Directions for this task:
Would you return the lines from the one that contains "self.connection_ids.fetch_add(1, Ordering::Relaxed)" to the last line of the entries below, exactly and with nothing added?

Provided data:

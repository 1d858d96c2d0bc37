//! Kiosk wire format and message rendering.

use chrono::{Local, TimeZone};

use netchat_operator::chat::messages::{render_payment, Message, MessageKind, Sender};
use netchat_operator::tcp::protocol::{
    decode, encode, encode_operator, DecodeError, Frame, Payload, BROADCAST_LABEL, REPLY_LABEL,
};

#[test]
fn decodes_heartbeat_and_logout() {
    let hb = decode("PC-01|bob|__HEARTBEAT__").unwrap();
    assert_eq!(hb.pc_name, "PC-01");
    assert_eq!(hb.member, "bob");
    assert_eq!(hb.payload, Payload::Heartbeat);

    let out = decode("PC-01|bob|__LOGOUT_CLEAN__\n").unwrap();
    assert_eq!(out.payload, Payload::CleanLogout);
}

#[test]
fn decodes_payment_fields_positionally() {
    let frame = decode("PC-02|bob|__PAYMENT__|Alice|50000|QRIS").unwrap();
    assert_eq!(
        frame.payload,
        Payload::Payment {
            sender_name: "Alice".to_string(),
            amount: "50000".to_string(),
            method: "QRIS".to_string(),
        }
    );
}

#[test]
fn incomplete_payment_is_rejected() {
    assert_eq!(
        decode("PC-02|bob|__PAYMENT__|Alice|50000"),
        Err(DecodeError::IncompletePayment)
    );
    assert_eq!(
        decode("PC-02|bob|__PAYMENT__"),
        Err(DecodeError::IncompletePayment)
    );
}

#[test]
fn frames_with_too_few_fields_are_rejected() {
    assert_eq!(decode("PC-01|bob"), Err(DecodeError::MissingFields));
    assert_eq!(decode("garbage"), Err(DecodeError::MissingFields));
    assert_eq!(decode(""), Err(DecodeError::MissingFields));
}

#[test]
fn chat_text_is_the_whole_remaining_body() {
    let frame = decode("PC-04|dina|a|b|c").unwrap();
    assert_eq!(
        frame.payload,
        Payload::Chat {
            text: "a|b|c".to_string()
        }
    );
}

#[test]
fn multi_line_chat_is_one_frame() {
    let frame = decode("PC-01|bob|first line\nsecond|part|here\n").unwrap();
    assert_eq!(frame.pc_name, "PC-01");
    assert_eq!(frame.member, "bob");
    assert_eq!(
        frame.payload,
        Payload::Chat {
            text: "first line\nsecond|part|here".to_string()
        }
    );
}

#[test]
fn reserved_token_prefix_wins_over_chat() {
    // The delimiter is not escaped: chat that starts with a reserved token
    // is read as that frame type.
    let frame = decode("PC-04|dina|__HEARTBEAT__|not really").unwrap();
    assert_eq!(frame.payload, Payload::Heartbeat);
}

#[test]
fn operator_frames_carry_origin_and_label() {
    assert_eq!(encode_operator(REPLY_LABEL, "hello"), "OPERATOR|Admin|hello");
    assert_eq!(
        encode_operator(BROADCAST_LABEL, "Hi all"),
        "OPERATOR|Broadcast|Hi all"
    );
}

#[test]
fn kiosk_encoding_matches_decoder() {
    let frame = Frame {
        pc_name: "PC-09".to_string(),
        member: "erin".to_string(),
        payload: Payload::Payment {
            sender_name: "Erin".to_string(),
            amount: "15000".to_string(),
            method: "DANA".to_string(),
        },
    };
    let wire = encode(&frame);
    assert_eq!(wire, "PC-09|erin|__PAYMENT__|Erin|15000|DANA");
    assert_eq!(decode(&wire).unwrap(), frame);
}

#[test]
fn payment_renders_confirmation_and_plain_summary() {
    let at = Local.with_ymd_and_hms(2025, 7, 19, 9, 5, 0).single().unwrap();
    let msg = Message::payment("Alice", "50000", "QRIS", at);
    assert_eq!(msg.content, render_payment("Alice", "50000", "QRIS"));
    assert_eq!(msg.kind, MessageKind::Payment);
    assert_eq!(msg.sender, Sender::Client);
    assert_eq!(
        msg.summary(),
        "Konfirmasi Pembayaran | Nama: Alice | Jumlah: Rp 50000 | ID: QRIS"
    );
}

#[test]
fn shutdown_notice_uses_hours_and_minutes() {
    let at = Local.with_ymd_and_hms(2025, 7, 19, 9, 5, 42).single().unwrap();
    let msg = Message::shutdown_notice(at);
    assert_eq!(msg.content, "Klien Shutdown Paksa di Jam 09:05");
    assert_eq!(msg.sender, Sender::System);
    assert_eq!(msg.kind, MessageKind::Shutdown);
}

#[test]
fn long_summaries_are_truncated() {
    let at = Local.with_ymd_and_hms(2025, 7, 19, 9, 5, 0).single().unwrap();
    let msg = Message::client_chat("x".repeat(200), at);
    let summary = msg.summary();
    assert_eq!(summary.chars().count(), 81);
    assert!(summary.ends_with('…'));
}
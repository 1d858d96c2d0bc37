use std::sync::atomic::{AtomicU64, Ordering};
use std::sync::Arc;

use crate::chat::events::EventBus;
use crate::db::DbPool;
use crate::dispatch::DispatchHandle;
use crate::tcp::ConnectionId;

/// Shared application state handed to socket actors and axum handlers.
#[derive(Clone)]
pub struct AppState {
    /// SQLite connection wrapped in Arc<Mutex>; read-only queries from the
    /// UI bridge go here directly
    pub db: DbPool,
    /// Every registry mutation goes through the dispatcher
    pub dispatch: DispatchHandle,
    /// UI event bus
    pub events: EventBus,
    connection_ids: Arc<AtomicU64>,
}

impl AppState {
    pub fn new(db: DbPool, dispatch: DispatchHandle, events: EventBus) -> Self {
        Self {
            db,
            dispatch,
            events,
            connection_ids: Arc::new(AtomicU64::new(1)),
        }
    }

    /// Allocate the id of a newly accepted kiosk socket.
    pub fn next_connection_id(&self) -> ConnectionId {
        self.connection_ids.fetch_add(1, Ordering::Relaxed)
    }
}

Response:
        self.connection_ids.fetch_add(1, Ordering::Relaxed)
    }
}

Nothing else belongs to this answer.